Generated on 2017-11-14 at 17:14.

Snaptron Client Interface

UPDATE: as of 2017-11-01 summarized raw gene expression counts can be queried from Snaptron using the same query/output format as the junctions.

Simply switch the endpoint from snaptron to genes in the Snaptron URL, e.g.:

curl "http://snaptron.cs.jhu.edu/srav2/genes?regions=chr6:1-10714015&rfilter=samples_count>:10

Summarized raw gene expression counts are from recount: https://jhubiostatistics.shinyapps.io/recount/

Snaptron Client Quickstart

NOTE: all counts are raw counts unless otherwise specified. Please see the Normalization section for more information.

https://github.com/ChristopherWilks/snaptron-experiments

The Snaptron command-line client is a lightweight Python interface for querying the Snaptron web services which are documented in detail below.

To run the client (assuming Python is in the path):

git clone https://github.com/ChristopherWilks/snaptron-experiments.git
cd snaptron-experiments
./qs

The following are examples of using the Snaptron client, some of which are from the Snaptron preprint. The default data compilation is SRAv2 (~50K samples, ~81M junctions).

To get all splice junctions which fall fully within the BRCA1 gene extent with a sample count of at least 100 which are included in at least one annotation (both splice sites):

./qs --region "BRCA1" --contains 1 --filters "samples_count>=100&annotated=1"

If instead you have a coordinate-defined region rather than a gene, you could do the following to look for junctions which overlap the region and are potentially novel but also have significant sample and read support:

./qs --region "chr2:29446395-30142858" --filters "samples_count>=100&coverage_sum>=150"

You can further limit queries by searching for keywords in the sample-associated metadata. The following query returns all junctions which overlap the region of the KMT2E gene which occur in at least 5 samples which also contain the keyword “cortex” in their description field:

./qs --region "KMT2E" --filters "samples_count>=5" --metadata "description:cortex"

This query will return all junctions (no filtering) that overlap the gene TP53 from the TCGA (cancer-related) data compilation:

./qs --region "TP53" --datasrc tcga

The following will return all sample metadata for those samples which contain the keyword “brain” in their description field ranked by a TF-IDF score determining that sample’s relevance to the query:

./qs --metadata "description:brain"

The analyses from the Snaptron preprint can be recreated as a whole with the following command:

./run_all.sh

Individual commands from the Snaptron preprint are as follows (except SSC due to its length). These are also documented in the scripts/ directory of the snaptron-experiments repository.

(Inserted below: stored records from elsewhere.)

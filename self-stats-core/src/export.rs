//! Table export to CSV and JSON
//!
//! Every processed export produces four files under the output directory:
//!
//! | File | Contents |
//! |------|----------|
//! | `extracted_<stem>_data` | Cleaned events as parsed |
//! | `dash_ready_<stem>_data` | Trimmed events with derived columns |
//! | `activity_windows_<stem>_data` | One row per activity window |
//! | `daily_<stem>_data` | Zero-padded per-day counts |

use std::fs::{self, File};
use std::io::{BufWriter, Write};
use std::path::{Path, PathBuf};

use serde_json::{Map, Value};

use crate::analytics::{aggregate_daily, daily_table};
use crate::config::ExportFormat;
use crate::error::Result;
use crate::pipeline::PipelineOutput;
use crate::table::{Column, Table};

const DATETIME_FORMAT: &str = "%Y-%m-%d %H:%M:%S";
const DATE_FORMAT: &str = "%Y-%m-%d";

/// Kind of exported table.
#[derive(Debug, Clone, Copy, PartialEq, Eq)]
pub enum ExportKind {
    Extracted,
    DashReady,
    ActivityWindows,
    Daily,
}

impl ExportKind {
    pub const ALL: [ExportKind; 4] = [
        ExportKind::Extracted,
        ExportKind::DashReady,
        ExportKind::ActivityWindows,
        ExportKind::Daily,
    ];

    fn prefix(&self) -> &'static str {
        match self {
            ExportKind::Extracted => "extracted",
            ExportKind::DashReady => "dash_ready",
            ExportKind::ActivityWindows => "activity_windows",
            ExportKind::Daily => "daily",
        }
    }

    /// File name for an export stem, e.g. `dash_ready_watch-history_data.csv`.
    pub fn file_name(&self, stem: &str, format: ExportFormat) -> String {
        format!("{}_{}_data.{}", self.prefix(), stem, format.extension())
    }
}

/// Write `table` in the given format.
pub fn write_table(table: &Table, path: &Path, format: ExportFormat) -> Result<()> {
    match format {
        ExportFormat::Csv => write_csv(table, path),
        ExportFormat::Json => write_json(table, path),
    }
}

/// Write `table` as CSV with a header row.
pub fn write_csv(table: &Table, path: &Path) -> Result<()> {
    let mut out = BufWriter::new(File::create(path)?);

    let header: Vec<String> = table.schema().names().iter().map(|n| csv_field(n)).collect();
    writeln!(out, "{}", header.join(","))?;

    for row in 0..table.len() {
        let fields: Vec<String> = table
            .columns()
            .iter()
            .map(|column| csv_field(&cell_text(column, row)))
            .collect();
        writeln!(out, "{}", fields.join(","))?;
    }

    out.flush()?;
    tracing::debug!(path = %path.display(), rows = table.len(), "Wrote CSV");
    Ok(())
}

/// Write `table` as a JSON array of row objects keyed by column name.
pub fn write_json(table: &Table, path: &Path) -> Result<()> {
    let rows: Vec<Value> = (0..table.len())
        .map(|row| {
            let object: Map<String, Value> = table
                .schema()
                .names()
                .iter()
                .zip(table.columns())
                .map(|(name, column)| (name.clone(), cell_json(column, row)))
                .collect();
            Value::Object(object)
        })
        .collect();

    let mut out = BufWriter::new(File::create(path)?);
    serde_json::to_writer_pretty(&mut out, &rows)?;
    out.flush()?;
    tracing::debug!(path = %path.display(), rows = table.len(), "Wrote JSON");
    Ok(())
}

/// Write all four tables for one processed export into `output_dir`.
///
/// Returns the written paths in [`ExportKind::ALL`] order.
pub fn export_all(
    output_dir: &Path,
    stem: &str,
    format: ExportFormat,
    extracted: &Table,
    output: &PipelineOutput,
) -> Result<Vec<PathBuf>> {
    fs::create_dir_all(output_dir)?;

    let days = aggregate_daily(&output.events);
    let daily = daily_table(&days, output.record_type().flags_short_form());
    let windows = output.window_table();

    let mut written = Vec::with_capacity(ExportKind::ALL.len());
    for kind in ExportKind::ALL {
        let table = match kind {
            ExportKind::Extracted => extracted,
            ExportKind::DashReady => output.events.table(),
            ExportKind::ActivityWindows => &windows,
            ExportKind::Daily => &daily,
        };
        let path = output_dir.join(kind.file_name(stem, format));
        write_table(table, &path, format)?;
        written.push(path);
    }

    tracing::info!(
        dir = %output_dir.display(),
        stem,
        files = written.len(),
        "Exported tables"
    );
    Ok(written)
}

fn cell_text(column: &Column, row: usize) -> String {
    match column {
        Column::Text(v) => v[row].clone(),
        Column::DateTime(v) => v[row].format(DATETIME_FORMAT).to_string(),
        Column::Date(v) => v[row].format(DATE_FORMAT).to_string(),
        Column::Int(v) => v[row].to_string(),
        Column::Float(v) => v[row].map(|f| format!("{:?}", f)).unwrap_or_default(),
        Column::Bool(v) => v[row].to_string(),
    }
}

fn cell_json(column: &Column, row: usize) -> Value {
    match column {
        Column::Text(v) => Value::from(v[row].as_str()),
        Column::DateTime(v) => Value::from(v[row].format(DATETIME_FORMAT).to_string()),
        Column::Date(v) => Value::from(v[row].format(DATE_FORMAT).to_string()),
        Column::Int(v) => Value::from(v[row]),
        // Non-finite floats have no JSON form and become null
        Column::Float(v) => v[row].map(Value::from).unwrap_or(Value::Null),
        Column::Bool(v) => Value::from(v[row]),
    }
}

/// Quote a field when it contains a delimiter, quote or line break.
fn csv_field(value: &str) -> String {
    if value.contains([',', '"', '\n', '\r']) {
        format!("\"{}\"", value.replace('"', "\"\""))
    } else {
        value.to_string()
    }
}

#[cfg(test)]
mod tests {
    use super::*;
    use crate::table::Schema;
    use chrono::NaiveDate;
    use tempfile::TempDir;

    fn sample_table() -> Table {
        let day = NaiveDate::from_ymd_opt(2024, 1, 1).unwrap();
        Table::new(
            Schema::new(["Text Title", "Date", "Latitude", "Short"]),
            vec![
                Column::Text(vec!["plain".to_string(), "a, \"quoted\" one".to_string()]),
                Column::DateTime(vec![
                    day.and_hms_opt(10, 0, 0).unwrap(),
                    day.and_hms_opt(10, 5, 30).unwrap(),
                ]),
                Column::Float(vec![Some(47.5), None]),
                Column::Bool(vec![true, false]),
            ],
        )
        .unwrap()
    }

    #[test]
    fn test_csv_field_quoting() {
        assert_eq!(csv_field("plain"), "plain");
        assert_eq!(csv_field("a,b"), "\"a,b\"");
        assert_eq!(csv_field("say \"hi\""), "\"say \"\"hi\"\"\"");
        assert_eq!(csv_field("two\nlines"), "\"two\nlines\"");
    }

    #[test]
    fn test_write_csv() {
        let dir = TempDir::new().unwrap();
        let path = dir.path().join("out.csv");
        write_csv(&sample_table(), &path).unwrap();

        let content = fs::read_to_string(&path).unwrap();
        let lines: Vec<&str> = content.lines().collect();
        assert_eq!(lines[0], "Text Title,Date,Latitude,Short");
        assert_eq!(lines[1], "plain,2024-01-01 10:00:00,47.5,true");
        assert_eq!(
            lines[2],
            "\"a, \"\"quoted\"\" one\",2024-01-01 10:05:30,,false"
        );
    }

    #[test]
    fn test_write_json() {
        let dir = TempDir::new().unwrap();
        let path = dir.path().join("out.json");
        write_json(&sample_table(), &path).unwrap();

        let rows: Vec<Value> = serde_json::from_str(&fs::read_to_string(&path).unwrap()).unwrap();
        assert_eq!(rows.len(), 2);
        assert_eq!(rows[0]["Date"], "2024-01-01 10:00:00");
        assert_eq!(rows[0]["Latitude"], 47.5);
        assert_eq!(rows[1]["Latitude"], Value::Null);
        assert_eq!(rows[1]["Short"], false);

        let keys: Vec<&String> = rows[0].as_object().unwrap().keys().collect();
        assert_eq!(keys, ["Text Title", "Date", "Latitude", "Short"]);
    }

    #[test]
    fn test_file_names() {
        assert_eq!(
            ExportKind::DashReady.file_name("watch-history", ExportFormat::Csv),
            "dash_ready_watch-history_data.csv"
        );
        assert_eq!(
            ExportKind::ActivityWindows.file_name("MyActivity", ExportFormat::Json),
            "activity_windows_MyActivity_data.json"
        );
    }
}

  1. Tissue specificity (TS) for repetitive element loci (REL) junctions analysis (assumes Rscript is in the path):

    ./qs --query-file ./data/rel_splices.hg38.snap.tsv --function ts --datasrc gtex | tee ./rel_ts_list.tsv | Rscript ./scripts/tissue_specificty_testing.R
    
  2. Junction inclusion ratio (JIR) with additional filtering for total coverage:

    ./qs --query-file data/alk_alt_tss.hg19.snap.tsv --function jir --datasrc srav1 | perl -ne 'chomp; $s=$_; if($s=~/jir_score/) { print "$s\n"; next}; @f=split(/\t/,$_); next if($f[1]+$f[2] < 50); print "".join("\t",@f)."\n";' > alk_alt_tss.hg19.srav1.jir_results.tsv
    

Normalization

The Snaptron WSI results will always return raw counts for sample coverages.

However, the Snaptron client will return normalized counts per sample if --normalize recount or --normalize jxcov is passed to it.

In the first case normalization is done by the recount method. Every raw count is divided by the area-under-coverage (AUC) of the sample and then multiplied by a 40M 100bp reads scaling factor. This is an appropriate method for either gene or junction results.

In the second case, normalization is done by dividing every raw count by the total sum of junction coverage for the sample and then multiplying by the average total sum of junction coverage across the SRAv2 samples (avg. of 3953678 across 43332 samples). This method is only appropriate for junction results.

In both cases, normalization includes rounding following the IEC 60559 approach for handling “5”s (go to nearest even digit). This is to stay compatible with recount’s normalization.

Any samples which, after normalization, have 0 count, are removed before output and sample summary statistics per row are recomputed on the remaining, normalized counts.

IMPORTANT NOTE: In any of the above cases, the sample statistic-related query constraints (e.g. samples_count > 10) are always computed on the raw counts, in both the client and the WSI. If normalization is requested in the Snaptron client, the constraints are applied before normalization is performed. This is due to normalization being currently implemented on the client side, rather than the server. This may change in the future.